Supporters are embracing virtual interactive technology to meet the challenges of COVID-19 and have devised proven methods and strategies to use Zoom tools effectively in the jury trial system.
Detractors often express concerns about losing the ability to communicate effectively by remote connections.
Unlike any other time in the legal profession’s recorded history, the velocity of adaptation to circumstances has been profound. In the 17th Judicial Circuit, in Broward County, Florida, it was almost unimaginable in February of this year that in just a few months, thousands of hearings would be conducted via Zoom, and that non-jury trials would emerge as preferred methods and be encouraged.
Through the leadership and vision of Chief Judge Jack Tuter, the local Chapter of the American Board of Trial Advocates, as well as the other judges of the Circuit and their talented and inspiring Judicial Information Systems staff, the transformation to and embracement of Zoom technology, was swift, determined, and steady.
The year 2020 will be remembered as a galvanizing moment in the maturity of legal systems across America. How we deliver legal services and make court appearances will not be the same, nor should they remain mired within inefficient and outdated practices.
Disasters and national challenges often shape society and its sometimes pliable, but reluctant, institutions and professional habits. In 1871, massive fires in Chicago tempted architects to build vertically and transformed future urban centers. Hurricanes such as Andrew in 1992 promoted stricter building codes and underground burial of utility lines. Oppressive and threatening heat waves led to the advent of air conditioning in 1902, which revolutionized human health and opportunity. Frightful and daunting public health threats in the past have produced vaccines and therapeutics to tame exceptional and extreme hazards threatening humankind.
In an exceptional transformation, the legal system has now been reshaped with innovation that protects constitutional rights with the concurrent and forward-thinking assistance of creative and practical court administrative requirements.
Today the challenges COVID-19 presents to the American delivery of justice are exceptionally complicated. The virus steamrolled into each courthouse and law office in the nation with an arrogant and brazen speed and continues to conflate. The demands of COVID were greeted by the left side of the brain with logical reactions and by the right side with the gifts of creativity. As awful as it is, the coronavirus has created a new way of thinking about what jurists and practitioners can accomplish, and how they can do it.
Sometimes change is very difficult to embrace. Legal professionals have been historically reluctant to alter their comfortable patterns of conduct but, when given opportunities, have also seized new technologies that made sense and delivered benefits. Computerized legal research, the fax machine, the introduction of email in 1971, the PDF, electronic signatures and, most recently, the use of artificial intelligence…all are just some of the many storied examples of how our offices and courts have recognized the practicality of technological transformation and pursued these tools into brilliant and profitable reality with societal benefit.

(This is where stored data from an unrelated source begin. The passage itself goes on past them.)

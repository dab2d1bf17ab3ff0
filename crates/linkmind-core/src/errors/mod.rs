//! Error taxonomy. One enum per subsystem, aggregated into [`LinkMindError`].

mod config_error;
mod extract_error;
mod linkmind_error;
mod storage_error;

pub use config_error::ConfigError;
pub use extract_error::ExtractError;
pub use linkmind_error::{LinkMindError, LinkMindResult};
pub use storage_error::StorageError;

Clearly, Zoom presents a new way of thinking to meet the challenges of our complex era. For some, Zoom is a natural evolution of legal systems. For others, it is an uncomfortable distancing from reality. Those who are reluctant to embrace the opportunity of remote jury trials, however, must confront the common shared viral emergency we face in the months to come.
We have been swept by an intellectual tsunami of dynamic change, in a matter of mere weeks, and cannot let COVID-19 delay the administration of civil justice any more than it already has.
In Southeastern Florida, gone are the days of fighting often intolerable traffic and atmospheric dumping of transportation-related greenhouse gas emissions as we travel to in-person hearings. Risking lives on the congested highways for 10-minute hearings has been stopped during the worst of this pandemic. Attorney time is more efficient, and clients paying hourly rates have seen a tremendous benefit in the reduction of billable time, while practitioners have done more work, on a greater quantity of cases, because of these efficiencies.
But it is the psychology of taking on Zoom in the jury trial process that is most fascinating. Many believe they cannot connect with potential jurors during the voir dire process because all they are looking at is a screen. They worry jurors will not take the gravity and responsibility of being in court seriously. And some, frankly, feel they are lawyers, not technicians, and do not want to be distracted from practicing their art of persuasion by simultaneously worrying about what option or video tool to start and stop on their devices as they deliver their carefully crafted examinations and arguments.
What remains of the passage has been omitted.